SCOTX: Attorney Fees Need Not Be Superseded on Appeal

In November 2011, I posted about whether attorney fees must be superseded to stay execution of a judgment pending appeal. Today, in In re Nalle Plastics Family Limited Partnership (No. 11-0903), the Texas Supreme Court resolved a split among the intermediate courts of appeals and answered the question, “No.”

Let me set the stage a little. With some exceptions, filing a notice of appeal does not prevent a judgment from being enforced. Before 2003, an appellant seeking to supersede a money judgment had to post security in “at least the amount of the judgment, interest for the estimated duration of the appeal, and costs.” House Bill 4, the infamous tort-reform package, altered the security required by substituting “the amount of compensatory damages awarded in the judgment” for “the amount of the judgment.” So, for a money judgment, the appellant must now post security equaling the sum of compensatory damages awarded in the judgment, interest for the estimated duration of the appeal, and costs. Tex. Civ. Prac. & Rem. Code § 52.006; TRAP 24.2(a)(1).
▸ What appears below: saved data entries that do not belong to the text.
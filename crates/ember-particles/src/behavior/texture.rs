//! Texture selection: fixed, random, round-robin and frame animations.
//! Names are resolved to handles once, when the behavior is built.

use super::{decode, Behavior, BuildContext};
use crate::particle::{Particle, Wave};
use crate::rand::ParticleRng;
use crate::render::TextureHandle;
use ember_core::{EmberError, Result};
use serde::Deserialize;

fn resolve_all(
    kind: &str,
    names: &[String],
    ctx: &BuildContext<'_>,
) -> Result<Vec<TextureHandle>> {
    if names.is_empty() {
        return Err(EmberError::Configuration(format!(
            "{kind}: textures must not be empty"
        )));
    }
    names.iter().map(|name| ctx.resolve_texture(name)).collect()
}

#[derive(Deserialize)]
struct SingleConfig {
    texture: String,
}

pub struct TextureSingleBehavior {
    texture: TextureHandle,
}

impl TextureSingleBehavior {
    pub const KIND: &'static str = "textureSingle";

    pub fn from_config(config: &toml::Value, ctx: &BuildContext<'_>) -> Result<Box<dyn Behavior>> {
        let config: SingleConfig = decode(Self::KIND, config)?;
        Ok(Box::new(Self {
            texture: ctx.resolve_texture(&config.texture)?,
        }))
    }
}

impl Behavior for TextureSingleBehavior {
    fn kind(&self) -> &'static str {
        Self::KIND
    }

    fn init_particles(&mut self, wave: &mut Wave<'_>, _rng: &mut ParticleRng) {
        while let Some(particle) = wave.next_particle() {
            particle.texture = Some(self.texture);
        }
    }
}

#[derive(Deserialize)]
struct ListConfig {
    textures: Vec<String>,
}

pub struct TextureRandomBehavior {
    textures: Vec<TextureHandle>,
}

impl TextureRandomBehavior {
    pub const KIND: &'static str = "textureRandom";

    pub fn from_config(config: &toml::Value, ctx: &BuildContext<'_>) -> Result<Box<dyn Behavior>> {
        let config: ListConfig = decode(Self::KIND, config)?;
        Ok(Box::new(Self {
            textures: resolve_all(Self::KIND, &config.textures, ctx)?,
        }))
    }
}

impl Behavior for TextureRandomBehavior {
    fn kind(&self) -> &'static str {
        Self::KIND
    }

    fn init_particles(&mut self, wave: &mut Wave<'_>, rng: &mut ParticleRng) {
        while let Some(particle) = wave.next_particle() {
            particle.texture = Some(self.textures[rng.index(self.textures.len())]);
        }
    }
}

/// Hands out textures in order, one per spawned particle, wrapping around
pub struct TextureOrderedBehavior {
    textures: Vec<TextureHandle>,
    next: usize,
}

impl TextureOrderedBehavior {
    pub const KIND: &'static str = "textureOrdered";

    pub fn from_config(config: &toml::Value, ctx: &BuildContext<'_>) -> Result<Box<dyn Behavior>> {
        let config: ListConfig = decode(Self::KIND, config)?;
        Ok(Box::new(Self {
            textures: resolve_all(Self::KIND, &config.textures, ctx)?,
            next: 0,
        }))
    }
}

impl Behavior for TextureOrderedBehavior {
    fn kind(&self) -> &'static str {
        Self::KIND
    }

    fn init_particles(&mut self, wave: &mut Wave<'_>, _rng: &mut ParticleRng) {
        while let Some(particle) = wave.next_particle() {
            particle.texture = Some(self.textures[self.next]);
            self.next = (self.next + 1) % self.textures.len();
        }
    }
}

#[derive(Deserialize)]
#[serde(untagged)]
enum FrameEntry {
    Name(String),
    Repeated { texture: String, count: u32 },
}

fn default_framerate() -> f32 {
    60.0
}

#[derive(Deserialize)]
struct AnimConfig {
    textures: Vec<FrameEntry>,
    /// Frames per second; negative spreads the frames over the particle's life
    #[serde(default = "default_framerate")]
    framerate: f32,
    #[serde(default, rename = "loop")]
    looping: bool,
}

/// A resolved frame sequence
#[derive(Debug, Clone, PartialEq)]
pub struct AnimatedTexture {
    frames: Vec<TextureHandle>,
    framerate: f32,
    duration: f32,
    looping: bool,
}

impl AnimatedTexture {
    /// Build from frames. A negative `framerate` matches the particle's life.
    pub fn new(frames: Vec<TextureHandle>, framerate: f32, looping: bool) -> Result<Self> {
        if frames.is_empty() {
            return Err(EmberError::Configuration(
                "animation needs at least one frame".into(),
            ));
        }
        if framerate == 0.0 || !framerate.is_finite() {
            return Err(EmberError::Configuration(format!(
                "animation framerate must be non-zero, got {framerate}"
            )));
        }
        let duration = if framerate > 0.0 {
            frames.len() as f32 / framerate
        } else {
            0.0
        };
        Ok(Self {
            frames,
            framerate,
            duration,
            looping,
        })
    }

    fn from_config(config: AnimConfig, ctx: &BuildContext<'_>) -> Result<Self> {
        let mut frames = Vec::new();
        for entry in &config.textures {
            match entry {
                FrameEntry::Name(name) => frames.push(ctx.resolve_texture(name)?),
                FrameEntry::Repeated { texture, count } => {
                    let handle = ctx.resolve_texture(texture)?;
                    frames.extend(std::iter::repeat(handle).take(*count as usize));
                }
            }
        }
        Self::new(frames, config.framerate, config.looping)
    }

    pub fn frames(&self) -> &[TextureHandle] {
        &self.frames
    }

    pub fn matches_life(&self) -> bool {
        self.framerate < 0.0
    }

    fn start(&self, particle: &mut Particle) {
        particle.scratch.anim_elapsed = 0.0;
        particle.texture = Some(self.frames[0]);
    }

    fn advance(&self, particle: &mut Particle, delta: f32) {
        let last = self.frames.len() - 1;
        let frame = if self.matches_life() {
            (particle.age_percent * self.frames.len() as f32 + 1e-7) as usize
        } else {
            let mut elapsed = particle.scratch.anim_elapsed + delta;
            if elapsed > self.duration {
                if self.looping {
                    elapsed %= self.duration;
                } else {
                    elapsed = self.duration - 1e-6;
                }
            }
            particle.scratch.anim_elapsed = elapsed;
            (elapsed * self.framerate + 1e-7) as usize
        };
        particle.texture = Some(self.frames[frame.min(last)]);
    }
}

#[derive(Deserialize)]
struct AnimatedSingleConfig {
    anim: AnimConfig,
}

pub struct AnimatedSingleBehavior {
    anim: AnimatedTexture,
}

impl AnimatedSingleBehavior {
    pub const KIND: &'static str = "animatedSingle";

    pub fn new(anim: AnimatedTexture) -> Self {
        Self { anim }
    }

    pub fn from_config(config: &toml::Value, ctx: &BuildContext<'_>) -> Result<Box<dyn Behavior>> {
        let config: AnimatedSingleConfig = decode(Self::KIND, config)?;
        Ok(Box::new(Self::new(AnimatedTexture::from_config(
            config.anim,
            ctx,
        )?)))
    }
}

impl Behavior for AnimatedSingleBehavior {
    fn kind(&self) -> &'static str {
        Self::KIND
    }

    fn init_particles(&mut self, wave: &mut Wave<'_>, _rng: &mut ParticleRng) {
        while let Some(particle) = wave.next_particle() {
            particle.scratch.anim_index = 0;
            self.anim.start(particle);
        }
    }

    fn update_particle(&self, particle: &mut Particle, delta: f32) {
        self.anim.advance(particle, delta);
    }
}

#[derive(Deserialize)]
struct AnimatedRandomConfig {
    anims: Vec<AnimConfig>,
}

/// Each particle plays one animation picked at random
pub struct AnimatedRandomBehavior {
    anims: Vec<AnimatedTexture>,
}

impl AnimatedRandomBehavior {
    pub const KIND: &'static str = "animatedRandom";

    pub fn from_config(config: &toml::Value, ctx: &BuildContext<'_>) -> Result<Box<dyn Behavior>> {
        let config: AnimatedRandomConfig = decode(Self::KIND, config)?;
        if config.anims.is_empty() {
            return Err(EmberError::Configuration(format!(
                "{}: anims must not be empty",
                Self::KIND
            )));
        }
        let anims = config
            .anims
            .into_iter()
            .map(|anim| AnimatedTexture::from_config(anim, ctx))
            .collect::<Result<Vec<_>>>()?;
        Ok(Box::new(Self { anims }))
    }
}

impl Behavior for AnimatedRandomBehavior {
    fn kind(&self) -> &'static str {
        Self::KIND
    }

    fn init_particles(&mut self, wave: &mut Wave<'_>, rng: &mut ParticleRng) {
        while let Some(particle) = wave.next_particle() {
            let index = rng.index(self.anims.len());
            particle.scratch.anim_index = index;
            self.anims[index].start(particle);
        }
    }

    fn update_particle(&self, particle: &mut Particle, delta: f32) {
        if let Some(anim) = self.anims.get(particle.scratch.anim_index) {
            anim.advance(particle, delta);
        }
    }
}

#[cfg(test)]
mod tests {
    use super::*;
    use crate::behavior::testing::{spawn_wave, table};
    use crate::particle::ParticlePool;
    use crate::render::TextureAtlas;

    fn atlas() -> TextureAtlas {
        let mut atlas = TextureAtlas::new();
        for name in ["a", "b", "c"] {
            atlas.register(name);
        }
        atlas
    }

    #[test]
    fn single_texture() {
        let atlas = atlas();
        let ctx = BuildContext::new(Some(&atlas));
        let mut behavior =
            TextureSingleBehavior::from_config(&table("texture = \"b\""), &ctx).unwrap();
        let mut pool = ParticlePool::new();
        let first = spawn_wave(&mut pool, 2, 1.0);
        behavior.init_particles(&mut pool.wave(first), &mut ParticleRng::new(1));
        assert!(pool.iter_active().all(|(_, p)| p.texture == atlas.get("b")));
    }

    #[test]
    fn unknown_texture_fails_build() {
        let atlas = atlas();
        let ctx = BuildContext::new(Some(&atlas));
        let result = TextureSingleBehavior::from_config(&table("texture = \"zzz\""), &ctx);
        assert!(matches!(result, Err(EmberError::UnknownTexture(_))));
        assert!(TextureRandomBehavior::from_config(&table("textures = []"), &ctx).is_err());
    }

    #[test]
    fn ordered_textures_cycle_across_waves() {
        let atlas = atlas();
        let ctx = BuildContext::new(Some(&atlas));
        let mut behavior =
            TextureOrderedBehavior::from_config(&table("textures = [\"a\", \"b\", \"c\"]"), &ctx)
                .unwrap();
        let mut pool = ParticlePool::new();
        let first = spawn_wave(&mut pool, 2, 1.0);
        behavior.init_particles(&mut pool.wave(first), &mut ParticleRng::new(1));
        let second = spawn_wave(&mut pool, 2, 1.0);
        behavior.init_particles(&mut pool.wave(second), &mut ParticleRng::new(1));

        let names: Vec<_> = pool.iter_active().map(|(_, p)| p.texture).collect();
        let expected: Vec<_> = ["a", "b", "c", "a"].iter().map(|n| atlas.get(n)).collect();
        assert_eq!(names, expected);
    }

    #[test]
    fn random_texture_from_set() {
        let atlas = atlas();
        let ctx = BuildContext::new(Some(&atlas));
        let mut behavior =
            TextureRandomBehavior::from_config(&table("textures = [\"a\", \"c\"]"), &ctx).unwrap();
        let mut pool = ParticlePool::new();
        let first = spawn_wave(&mut pool, 40, 1.0);
        behavior.init_particles(&mut pool.wave(first), &mut ParticleRng::new(3));
        let allowed = [atlas.get("a"), atlas.get("c")];
        assert!(pool.iter_active().all(|(_, p)| allowed.contains(&p.texture)));
    }

    #[test]
    fn animation_steps_and_loops() {
        let atlas = atlas();
        let ctx = BuildContext::new(Some(&atlas));
        let mut behavior = AnimatedSingleBehavior::from_config(
            &table("anim = { textures = [\"a\", { texture = \"b\", count = 2 }], framerate = 10, loop = true }"),
            &ctx,
        )
        .unwrap();
        let mut pool = ParticlePool::new();
        let first = spawn_wave(&mut pool, 1, 5.0);
        behavior.init_particles(&mut pool.wave(first), &mut ParticleRng::new(1));

        let particle = pool.get_mut(first).unwrap();
        assert_eq!(particle.texture, atlas.get("a"));
        behavior.update_particle(particle, 0.15);
        assert_eq!(particle.texture, atlas.get("b"));
        // 0.35s wraps to 0.05s of the 0.3s loop
        behavior.update_particle(particle, 0.2);
        assert_eq!(particle.texture, atlas.get("a"));
    }

    #[test]
    fn non_looping_animation_holds_last_frame() {
        let atlas = atlas();
        let ctx = BuildContext::new(Some(&atlas));
        let mut behavior = AnimatedSingleBehavior::from_config(
            &table("anim = { textures = [\"a\", \"b\", \"c\"], framerate = 10 }"),
            &ctx,
        )
        .unwrap();
        let mut pool = ParticlePool::new();
        let first = spawn_wave(&mut pool, 1, 5.0);
        behavior.init_particles(&mut pool.wave(first), &mut ParticleRng::new(1));
        let particle = pool.get_mut(first).unwrap();
        behavior.update_particle(particle, 2.0);
        assert_eq!(particle.texture, atlas.get("c"));
    }

    #[test]
    fn animation_matching_life() {
        let atlas = atlas();
        let ctx = BuildContext::new(Some(&atlas));
        let mut behavior = AnimatedSingleBehavior::from_config(
            &table("anim = { textures = [\"a\", \"b\"], framerate = -1 }"),
            &ctx,
        )
        .unwrap();
        let mut pool = ParticlePool::new();
        let first = spawn_wave(&mut pool, 1, 2.0);
        behavior.init_particles(&mut pool.wave(first), &mut ParticleRng::new(1));
        let particle = pool.get_mut(first).unwrap();
        particle.age_percent = 0.4;
        behavior.update_particle(particle, 0.8);
        assert_eq!(particle.texture, atlas.get("a"));
        particle.age_percent = 0.6;
        behavior.update_particle(particle, 0.4);
        assert_eq!(particle.texture, atlas.get("b"));
        particle.age_percent = 1.0;
        behavior.update_particle(particle, 0.8);
        assert_eq!(particle.texture, atlas.get("b"));
    }

    #[test]
    fn random_animation_records_choice() {
        let atlas = atlas();
        let ctx = BuildContext::new(Some(&atlas));
        let mut behavior = AnimatedRandomBehavior::from_config(
            &table(
                r#"anims = [
                    { textures = ["a"], framerate = 5 },
                    { textures = ["b", "c"], framerate = 5 },
                ]"#,
            ),
            &ctx,
        )
        .unwrap();
        let mut pool = ParticlePool::new();
        let first = spawn_wave(&mut pool, 30, 1.0);
        behavior.init_particles(&mut pool.wave(first), &mut ParticleRng::new(12));
        for (_, p) in pool.iter_active() {
            let expected = if p.scratch.anim_index == 0 { "a" } else { "b" };
            assert_eq!(p.texture, atlas.get(expected));
        }
    }

    #[test]
    fn zero_framerate_rejected() {
        assert!(AnimatedTexture::new(vec![TextureHandle(0)], 0.0, false).is_err());
        assert!(AnimatedTexture::new(Vec::new(), 10.0, false).is_err());
    }
}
Under the old rule, “the amount of the judgment” included not only actual or compensatory damages, but also any punitive or additional damages authorized by law. Commentators generally agreed that HB4 removed these sorts of “noncompensatory” damages from what must be secured, making it easier for defendants to suspend money judgments on appeal as the Legislature intended. But questions arose about whether a judgment debtor needed to supersede attorney fees and other matters making up “the amount of the judgment,” yet arguably outside HB4’s “compensatory damages” standard. A split developed among the intermediate courts on whether attorney fees must be included in the amount of security a judgment debtor must post to prevent execution on the judgment pending appeal.

As discussed in Chief Justice Jefferson’s unanimous opinion, two decisions illustrate the opposing lines of cases. In Shook v. Walden, the Third Court of Appeals relied on the definition of “compensatory damages” that HB4 added to a different part of the Civil Practice and Remedies Code (Chapter 41) to conclude that “compensatory damages” does not include attorney fees. In Fairways Offshore Exploration, Inc. v. Patterson Services, Inc., the First Court of Appeals rejected the Chapter 41 definition, holding instead that attorney fees were compensatory damages because they represented money spent to obtain relief against the judgment debtor.

The Supreme Court came down on the Shook side of the split, but did not go so far as to expressly hold that the Chapter 41 definition of “compensatory damages” governs. Rather, the Court concluded, “based on the phrase’s ordinary meaning and [SCOTX] precedent[,] that attorney’s fees incurred in the prosecution or defense of a claim are not compensatory damages” and therefore need not be superseded.  The Supreme Court also determined that attorney fees are not “costs,” as the lower court held.

The Court nevertheless made clear that attorney fees may qualify as compensatory damages in some situations. For example, when the underlying suit concerns a claim for attorney fees as an element of damages—such as an attorney’s suit against a client for nonpayment—then those fees are properly classified as compensatory damages. After studying this opinion, however, it is difficult to imagine other circumstances in which attorney fees will have to be secured.

Lawyers representing judgment creditors who have recovered large attorney-fees awards will lament this decision as depriving them of a potential negotiating chip and a powerful collection tool. As a practical matter, however, this result flows from what happened in 2003, when the Legislature enacted HB4 and narrowed the scope of supersedeas from “the amount of the judgment” to “the amount of compensatory damages awarded in the judgment.” Because supersedeas issues rarely make their way into appellate-court opinions, the split took longer than normal to emerge.